Find and copy each line of the data that includes "usize".
━━━━━ DATA SUPPLIED ━━━━━
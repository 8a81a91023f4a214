//! Drone Dispatch Shared Types
//!
//! This crate provides the domain records, error taxonomy, pagination
//! contract and delivery state machine used by the dispatch service and
//! by any layer that exposes it.

pub mod error;
pub mod model;
pub mod page;
pub mod state_machine;

pub use chrono::{DateTime, Utc};
pub use uuid::Uuid;

pub use error::DispatchError;
pub use model::*;
pub use page::{Page, PageMeta, PageRequest};

/// Get the current UTC timestamp
pub fn now() -> DateTime<Utc> {
    Utc::now()
}

/// Operating limits for the fleet
pub mod limits {
    /// Minimum battery percentage required to load a drone
    pub const MIN_LOAD_BATTERY_PERCENT: u8 = 25;

    /// Upper bound for a drone's weight limit
    pub const MAX_WEIGHT_LIMIT_GRAMS: u32 = 500;

    pub const MAX_BATTERY_PERCENT: u8 = 100;

    pub const MAX_SERIAL_LEN: usize = 100;

    /// Maximum length of a medication name or code
    pub const MAX_MEDICATION_FIELD_LEN: usize = 100;

    pub const DEFAULT_PAGE_LIMIT: u32 = 10;

    pub const MAX_PAGE_LIMIT: u32 = 100;

    /// Interval between battery sweeps
    pub const BATTERY_SWEEP_INTERVAL_SECS: u64 = 3600;
}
━━━━━
→ FINISHED TASK:
    pub const MAX_SERIAL_LEN: usize = 100;
    pub const MAX_MEDICATION_FIELD_LEN: usize = 100;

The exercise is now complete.